Now we observe that the if $Y_n$ and $A_n$ are disjoint for each $n\in\omega$ then the inclusion
$$
\operatorname{cl} A_{n+1}\subseteq A_n\subseteq X\setminus Y_n
$$
holds for any $n\in\omega$ and thus we conclude that also the inclusion
$$
\bigcap_{n\in\omega}\operatorname{cl}A_{n+1}\subseteq\bigcap_{n\in\omega}X\setminus Y_n=X\setminus\bigcup_{n\in\omega} Y_n
$$
holds and this proves that $A$ is not disjoint from $X\setminus\bigcup\mathcal Y$ so that this is dense.
So I tried to make the collection $\cal A$ as follows. First of all I observe that a finite union of nowhere dense sets is nowhere dense so that $\bigcup_{i\in n} Y_i$ is nowhere dense for each $n\in\omega$ and thus $A$ is not contained in $\bigcup_{i\in n}\operatorname{cl} Y_i$ so that
$$
A\cap\biggl(\bigcap_{i\in n}(X\setminus \operatorname{cl}Y_i)\biggl)=A\cap\biggl(X\setminus\bigcup_{i\in n}\operatorname{cl}Y_i\biggl)\neq\emptyset
$$
Therefore I thought to put
$$
A_n:=A\cap\biggl(\bigcap_{i\in n}(X\setminus \operatorname{cl}Y_i)\biggl)
$$
for each $n\in\omega$ but unfortunately I was not able to prove that the last position works so that I thought to put a specific question. So could someone help me, please?
Best Answer
I might be wrong, in which case I'll delete this answer, but I think your problem is that your assumption of compactness is not enough. For example, take the one-point compactification of the rationals $\mathbb{Q}^*$: it is the countable union of the singletons $\{x\}$ for $\mathbb{Q}\cup \{\infty\}$, each of which are nowhere dense, so it is compact and yet not Baire.

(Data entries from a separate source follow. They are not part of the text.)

//! Story session state
//!
//! One session per connected reader. It owns the event log prompts are built
//! from, the phrases already used (for repetition checks), the error flag and
//! the chapter/choice counters. While the error flag is set the log is
//! frozen, so a technical failure never leaks into later prompts.

use crate::domain::entities::story_context::StoryContext;
use crate::domain::entities::story_event::{StoryEvent, StoryEventKind};
use crate::domain::services::RepetitionDetector;
use crate::domain::value_objects::{is_retry_choice, SessionId};

/// Prompt text used before anything has happened
pub const STORY_BEGINNING: &str = "The story is just beginning.";

#[derive(Debug, Clone)]
pub struct StorySession {
    id: SessionId,
    events: Vec<StoryEvent>,
    repetition: RepetitionDetector,
    error_state: bool,
    chapter: u32,
    choices: Vec<String>,
    choices_per_chapter: usize,
    context: StoryContext,
}

impl StorySession {
    pub fn new(similarity_threshold: f64, choices_per_chapter: usize) -> Self {
        Self {
            id: SessionId::new(),
            events: Vec::new(),
            repetition: RepetitionDetector::new(similarity_threshold),
            error_state: false,
            chapter: 1,
            choices: Vec::new(),
            choices_per_chapter: choices_per_chapter.max(1),
            context: StoryContext::new(),
        }
    }

    pub fn id(&self) -> SessionId {
        self.id
    }

    /// Start over: empty log, no used phrases, chapter one, error cleared
    pub fn reset(&mut self) {
        self.events.clear();
        self.repetition.clear();
        self.error_state = false;
        self.chapter = 1;
        self.choices.clear();
        self.context = StoryContext::new();
    }

    /// Append an event unless the session is in error state
    ///
    /// Returns whether the event was appended.
    pub fn add_to_context(&mut self, kind: StoryEventKind, content: &str) -> bool {
        if self.error_state {
            tracing::debug!(
                "Skipping event addition due to error state: {} - {}",
                kind,
                preview(content)
            );
            return false;
        }

        let event = StoryEvent::new(kind, content, self.events.len());
        self.events.push(event);
        tracing::debug!("Added event to context: {} - {}", kind, preview(content));
        true
    }

    /// Record a player choice
    ///
    /// Every choice counts towards chapters; only non-retry choices enter the
    /// event log.
    pub fn record_choice(&mut self, choice: &str) {
        self.choices.push(choice.to_string());
        if self.choices.len() % self.choices_per_chapter == 0 {
            self.chapter += 1;
            tracing::info!("Session {} entered chapter {}", self.id, self.chapter);
        }

        if !is_retry_choice(choice) {
            self.add_to_context(StoryEventKind::Choice, choice);
        }
    }

    /// Truncate the log to the `trim_size` most recent events once it exceeds `max_size`.
    /// The context timeline is held to the same limits.
    pub fn trim_history(&mut self, max_size: usize, trim_size: usize) {
        if self.events.len() > max_size {
            tracing::info!("Trimming history from {} to {}", self.events.len(), trim_size);
            let excess = self.events.len() - trim_size;
            self.events.drain(0..excess);
        }
        self.context.trim_timeline(max_size, trim_size);
    }

    pub fn mark_error(&mut self) {
        self.error_state = true;
    }

    pub fn clear_error(&mut self) {
        self.error_state = false;
    }

    pub fn is_error_state(&self) -> bool {
        self.error_state
    }

    /// Check generated text against earlier phrases, remembering it if new
    pub fn is_repetitive(&mut self, text: &str) -> bool {
        self.repetition.is_repetitive(text)
    }

    pub fn events(&self) -> &[StoryEvent] {
        &self.events
    }

    /// The last `count` events in log order
    pub fn recent_events(&self, count: usize) -> &[StoryEvent] {
        let start = self.events.len().saturating_sub(count);
        &self.events[start..]
    }

    /// Prompt lines for the last `count` scene, dialog and choice events
    pub fn format_recent_events(&self, count: usize) -> String {
        let lines: Vec<String> = self
            .recent_events(count)
            .iter()
            .filter_map(StoryEvent::prompt_line)
            .collect();

        if lines.is_empty() {
            STORY_BEGINNING.to_string()
        } else {
            lines.join("\n")
        }
    }

    pub fn chapter(&self) -> u32 {
        self.chapter
    }

    pub fn choices(&self) -> &[String] {
        &self.choices
    }

    /// The last `count` choices, oldest first
    pub fn recent_choices(&self, count: usize) -> &[String] {
        let start = self.choices.len().saturating_sub(count);
        &self.choices[start..]
    }

    pub fn context(&self) -> &StoryContext {
        &self.context
    }

    pub fn context_mut(&mut self) -> &mut StoryContext {
        &mut self.context
    }
}

fn preview(content: &str) -> String {
    let mut short: String = content.chars().take(50).collect();
    if content.chars().count() > 50 {
        short.push_str("...");
    }
    short
}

EDIT: Now that I've thought about it a little more I additionally found this counterexample: $\mathbb{Q}$ under the cofinite topology is compact and notably fails horribly to be Hausdorff, but every singleton $\{x\}$ for $x\in \mathbb{Q}$ is closed with empty interior so it is a countable union of nowhere dense sets.
To sort out your problem, my best guess is that you meant to include the additional assumption of Hausdorffness because this implies your space is regular and then you can construct your $A_i$ sets as described here (there, they refer to what you call $A_i$ as $O_i$ and refer to your $Y_i$ as $A_i$).